- [THE TASK]
Which lines of the entries below include "derive"? List them all.

- [DATA TO PROCESS]
********************
#[cfg(test)]
mod tests {
    use super::*;

    const MAIN_TF: &str = r#"
terraform {
  required_version = ">= 1.5"
  required_providers {
    aws = {
      source  = "hashicorp/aws"
      version = "~> 5.0"
    }
  }
  backend "s3" {
    bucket = "state"
  }
}

variable "instance_type" {
  type        = string
  description = "EC2 instance size"
}

locals {
  name = "web-${var.instance_type}"
}

module "vpc" {
  source  = "terraform-aws-modules/vpc/aws"
  version = "5.1.0"
}

data "aws_ami" "ubuntu" {
  most_recent = true
}

resource "aws_instance" "web" {
  ami           = data.aws_ami.ubuntu.id
  instance_type = var.instance_type
  subnet_id     = module.vpc.private_subnets[0]
  tags          = merge(local.tags, { Name = local.name })
}

output "web_ip" {
  description = "Public IP"
  value       = aws_instance.web.public_ip
}
"#;

    fn parse(path: &str, source: &str) -> ParseResult {
        TerraformParser::default().parse_file(path, source, None, &CancellationToken::new())
    }

    #[test]
    fn test_blocks_become_addresses() {
        let result = parse("infra/network/main.tf", MAIN_TF);
        assert!(result.success(), "{:?}", result.errors());
        let path = "infra/network/main.tf";

        let terraform = result.element("terraform").unwrap();
        assert_eq!(terraform.metadata["backend"], "s3");
        assert_eq!(terraform.metadata["required_version"], ">= 1.5");
        assert!(result.has_relationship(path, "hashicorp/aws", RelationshipKind::Imports));

        let var = result.element("var.instance_type").unwrap();
        assert_eq!(var.kind, ElementKind::Property);
        assert_eq!(var.summary, "EC2 instance size");
        assert!(result.has_relationship("var.instance_type", "string", RelationshipKind::HasType));

        assert!(result.element("local.name").is_some());
        assert!(result.has_relationship("local.name", "var.instance_type", RelationshipKind::Uses));

        assert!(result.has_relationship("module.vpc", "terraform-aws-modules/vpc/aws", RelationshipKind::Imports));
        assert_eq!(result.element("module.vpc").unwrap().metadata["version"], "5.1.0");

        let web = result.element("aws_instance.web").unwrap();
        assert_eq!(web.kind, ElementKind::Class);
        assert!(web.has_tag("resource"));
        assert!(web.has_tag("aws_instance"));
        assert!(result.has_relationship(path, "aws_instance.web", RelationshipKind::Defines));
        assert!(result.has_relationship("aws_instance.web", "data.aws_ami.ubuntu", RelationshipKind::Uses));
        assert!(result.has_relationship("aws_instance.web", "var.instance_type", RelationshipKind::Uses));
        assert!(result.has_relationship("aws_instance.web", "module.vpc", RelationshipKind::Uses));
        assert!(result.has_relationship("aws_instance.web", "local.tags", RelationshipKind::Uses));
        assert!(result.has_relationship("aws_instance.web", "merge", RelationshipKind::Calls));

        assert!(result.element("data.aws_ami.ubuntu").is_some());
        assert!(result.has_relationship("output.web_ip", "aws_instance.web", RelationshipKind::Uses));
    }

    #[test]
    fn test_tfvars() {
        let result = parse("env/prod.tfvars", "instance_type = \"t3.large\"\nregion = \"eu-west-1\"\n");
        assert!(result.element("var.instance_type").unwrap().has_tag("tfvars"));
        assert!(result.element("var.region").is_some());
    }

    #[test]
    fn test_object_field() {
        let object = "{\n source = \"hashicorp/aws\"\n version = \"~> 5.0\"\n}";
        assert_eq!(object_field(object, "source"), Some("hashicorp/aws"));
        assert_eq!(object_field(object, "version"), Some("~> 5.0"));
        assert_eq!(object_field(object, "missing"), None);
    }
}
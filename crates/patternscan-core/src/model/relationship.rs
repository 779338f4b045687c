//! Typed, directed edges between element names.
//!
//! Targets are free-text symbol references. They are not resolved against the
//! known elements, so cross-file and unresolved references are expected.

use std::collections::BTreeMap;

use serde::{Deserialize, Serialize};
use serde_json::Value;

/// Closed set of relationship kinds.
#[derive(Debug, Clone, Copy, PartialEq, Eq, Hash, PartialOrd, Ord, Serialize, Deserialize)]
pub enum RelationshipKind {
    Imports,
    Inherits,
    Implements,
    Defines,
    Uses,
    Injects,
    Calls,
    AcceptsType,
    ReturnsType,
    HasType,
    HasAttribute,
    Catches,
    Throws,
    UsesGeneric,
    Contains,
}

impl RelationshipKind {
    /// Upper-case relation name, as used by graph stores.
    pub fn relation_name(&self) -> &'static str {
        match self {
            Self::Imports => "IMPORTS",
            Self::Inherits => "INHERITS",
            Self::Implements => "IMPLEMENTS",
            Self::Defines => "DEFINES",
            Self::Uses => "USES",
            Self::Injects => "INJECTS",
            Self::Calls => "CALLS",
            Self::AcceptsType => "ACCEPTS_TYPE",
            Self::ReturnsType => "RETURNS_TYPE",
            Self::HasType => "HAS_TYPE",
            Self::HasAttribute => "HAS_ATTRIBUTE",
            Self::Catches => "CATCHES",
            Self::Throws => "THROWS",
            Self::UsesGeneric => "USES_GENERIC",
            Self::Contains => "CONTAINS",
        }
    }
}

impl std::fmt::Display for RelationshipKind {
    fn fmt(&self, f: &mut std::fmt::Formatter<'_>) -> std::fmt::Result {
        f.write_str(self.relation_name())
    }
}

/// A directed edge `from -> to`.
#[derive(Debug, Clone, PartialEq, Serialize, Deserialize)]
pub struct Relationship {
    pub from: String,
    pub to: String,
    pub kind: RelationshipKind,
    pub context: String,
    #[serde(default)]
    pub properties: BTreeMap<String, Value>,
}

impl Relationship {
    pub fn new(
        from: impl Into<String>,
        to: impl Into<String>,
        kind: RelationshipKind,
        context: impl Into<String>,
    ) -> Self {
        Self {
            from: from.into(),
            to: to.into(),
            kind,
            context: context.into(),
            properties: BTreeMap::new(),
        }
    }

    pub fn with_property(mut self, key: impl Into<String>, value: impl Into<Value>) -> Self {
        self.properties.insert(key.into(), value.into());
        self
    }

    pub fn with_line(self, line: usize) -> Self {
        self.with_property("line_number", line)
    }
}
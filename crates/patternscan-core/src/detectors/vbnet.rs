//! VB.NET pattern detectors. VB has no tree here, so all detectors scan text.

use once_cell::sync::Lazy;
use regex::Regex;

use super::common::HardcodedSecretDetector;
use super::{DetectionContext, DetectorBank};
use crate::config::DetectorConfig;
use crate::model::{CodePattern, PatternCategory, PatternType};

const DI_DOC_URL: &str =
    "https://learn.microsoft.com/dotnet/core/extensions/dependency-injection";
const ERROR_HANDLING_DOC_URL: &str =
    "https://learn.microsoft.com/dotnet/visual-basic/language-reference/statements/try-catch-finally-statement";

static DI_REGISTRATION: Lazy<Regex> = Lazy::new(|| {
    Regex::new(r"(?i)\.(AddSingleton|AddScoped|AddTransient)\s*(?:\(\s*Of\s+([^)]+)\))?\s*\(").unwrap()
});

static ON_ERROR_RESUME_NEXT: Lazy<Regex> =
    Lazy::new(|| Regex::new(r"(?im)^\s*On\s+Error\s+Resume\s+Next\b").unwrap());

pub fn bank(config: &DetectorConfig) -> DetectorBank {
    DetectorBank::new("vbnet")
        .with_fn("VB_DependencyInjectionRegistration", detect_di_registration)
        .with_fn("VB_OnErrorResumeNext", detect_on_error_resume_next)
        .with(HardcodedSecretDetector::named("VB_HardcodedSecret"))
        .configured(config)
}

fn detect_di_registration(ctx: &DetectionContext<'_>) -> Vec<CodePattern> {
    if !ctx.contains_any(&["AddSingleton", "AddScoped", "AddTransient"]) {
        return Vec::new();
    }

    ctx.find_all(&DI_REGISTRATION)
        .into_iter()
        .map(|(line, cap)| {
            let lifetime = &cap[1];
            let services = cap.get(2).map(|m| m.as_str().trim()).unwrap_or_default();
            ctx.pattern_at_line(
                "VB_DependencyInjectionRegistration",
                PatternType::DependencyInjection,
                PatternCategory::Architecture,
                line,
            )
            .with_implementation(format!("Service registered via {}", lifetime))
            .with_advice(
                "Register abstractions with the narrowest lifetime that is correct for the service",
                DI_DOC_URL,
            )
            .with_confidence(0.9)
            .with_metadata("lifetime", lifetime.trim_start_matches("Add"))
            .with_metadata("services", services)
        })
        .collect()
}

fn detect_on_error_resume_next(ctx: &DetectionContext<'_>) -> Vec<CodePattern> {
    if !ctx.contains_any(&["Resume Next", "resume next", "RESUME NEXT"]) {
        return Vec::new();
    }

    ctx.find_all(&ON_ERROR_RESUME_NEXT)
        .into_iter()
        .map(|(line, _)| {
            ctx.pattern_at_line(
                "VB_OnErrorResumeNext",
                PatternType::ErrorHandling,
                PatternCategory::Reliability,
                line,
            )
            .with_implementation("On Error Resume Next suppresses every runtime error")
            .with_advice(
                "Use structured Try/Catch blocks and handle specific exceptions",
                ERROR_HANDLING_DOC_URL,
            )
            .with_confidence(0.95)
            .anti_pattern()
        })
        .collect()
}

#[cfg(test)]
mod tests {
    use super::*;

    fn detect(source: &str) -> Vec<CodePattern> {
        let ctx = DetectionContext::new("Module1.vb", "app", source);
        bank(&DetectorConfig::default()).run(&ctx).patterns
    }

    #[test]
    fn test_di_registration_with_of() {
        let found = detect("services.AddScoped(Of IOrderService, OrderService)()\n");
        assert_eq!(found.len(), 1);
        assert_eq!(found[0].metadata["services"], "IOrderService, OrderService");
    }

    #[test]
    fn test_on_error_resume_next() {
        let found = detect("Sub Main()\n    On Error Resume Next\nEnd Sub\n");
        assert_eq!(found.len(), 1);
        assert_eq!(found[0].line_number, 2);
        assert!(!found[0].is_positive);
    }
}
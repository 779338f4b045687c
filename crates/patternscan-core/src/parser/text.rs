//! Line-oriented helpers for the languages walked without a tree
//! (VB.NET, Dart, Bicep).

use once_cell::sync::Lazy;
use regex::Regex;

static CALL: Lazy<Regex> =
    Lazy::new(|| Regex::new(r"(?:([A-Za-z_][\w.]*)\s*\.\s*)?\b([A-Za-z_]\w*)\s*(?:<[\w\s,.<>?]*>)?\s*\(").unwrap());

/// 1-based line of a byte offset.
pub fn line_at(content: &str, offset: usize) -> usize {
    content[..offset.min(content.len())].matches('\n').count() + 1
}

/// Replace the inside of string literals and strip a trailing line comment,
/// so braces and calls inside them are not counted.
pub fn code_only(line: &str, comment: &str) -> String {
    let mut out = String::with_capacity(line.len());
    let mut quote: Option<char> = None;
    let mut chars = line.char_indices();

    while let Some((idx, ch)) = chars.next() {
        match quote {
            Some(q) => {
                // VB strings have no backslash escapes
                if ch == '\\' && comment != "'" {
                    chars.next();
                } else if ch == q {
                    quote = None;
                    out.push(ch);
                }
            }
            None => {
                if line[idx..].starts_with(comment) {
                    break;
                }
                if ch == '"' || (ch == '\'' && comment != "'") {
                    quote = Some(ch);
                }
                out.push(ch);
            }
        }
    }
    out
}

/// Index of the line closing the brace block opened at or after `start`.
/// Declarations without a body (`;` or `=>` before any `{`) end on their
/// own line.
pub fn brace_block_end(lines: &[String], start: usize) -> usize {
    let mut depth = 0i32;
    let mut opened = false;

    for (idx, line) in lines.iter().enumerate().skip(start) {
        for ch in line.chars() {
            match ch {
                '{' => {
                    depth += 1;
                    opened = true;
                }
                '}' => depth -= 1,
                ';' if !opened && depth == 0 => return idx,
                _ => {}
            }
        }
        if !opened && line.contains("=>") {
            return if line.trim_end().ends_with(';') { idx } else { (idx + 1).min(lines.len() - 1) };
        }
        if opened && depth <= 0 {
            return idx;
        }
    }
    lines.len().saturating_sub(1)
}

/// Call sites in a code fragment as `(callee, receiver)`, skipping
/// keywords and anything listed in `ignore`.
pub fn calls<'t>(code: &'t str, ignore: &[&str]) -> Vec<(&'t str, Option<&'t str>)> {
    CALL.captures_iter(code)
        .filter_map(|cap| {
            let callee = cap.get(2)?.as_str();
            if ignore.iter().any(|k| k.eq_ignore_ascii_case(callee)) {
                return None;
            }
            // `new Foo(` is construction, handled separately
            let before = code[..cap.get(0)?.start()].trim_end();
            if before.ends_with("new") || before.ends_with("New") {
                return None;
            }
            Some((callee, cap.get(1).map(|r| r.as_str())))
        })
        .collect()
}

/// Contiguous comment lines directly above `idx` that start with `prefix`,
/// with XML doc tags removed.
pub fn doc_above(lines: &[String], idx: usize, prefix: &str) -> Option<String> {
    let mut collected = Vec::new();
    for line in lines[..idx].iter().rev() {
        let trimmed = line.trim();
        if trimmed.starts_with('<') && prefix == "'''" {
            // VB attribute line between doc and declaration
            continue;
        }
        if trimmed.starts_with('@') && prefix == "///" {
            continue;
        }
        match trimmed.strip_prefix(prefix) {
            Some(text) => collected.push(text.trim().to_string()),
            None => break,
        }
    }
    collected.reverse();
    let text = collected.join(" ");
    let text = XML_TAG.replace_all(&text, "");
    let text = text.split_whitespace().collect::<Vec<_>>().join(" ");
    (!text.is_empty()).then_some(text)
}

static XML_TAG: Lazy<Regex> = Lazy::new(|| Regex::new(r"</?[A-Za-z][^>]*>").unwrap());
********************
- [ANSWER SECTION]
#[derive(Debug, Clone, Copy, PartialEq, Eq, Hash, PartialOrd, Ord, Serialize, Deserialize)]
#[derive(Debug, Clone, PartialEq, Serialize, Deserialize)]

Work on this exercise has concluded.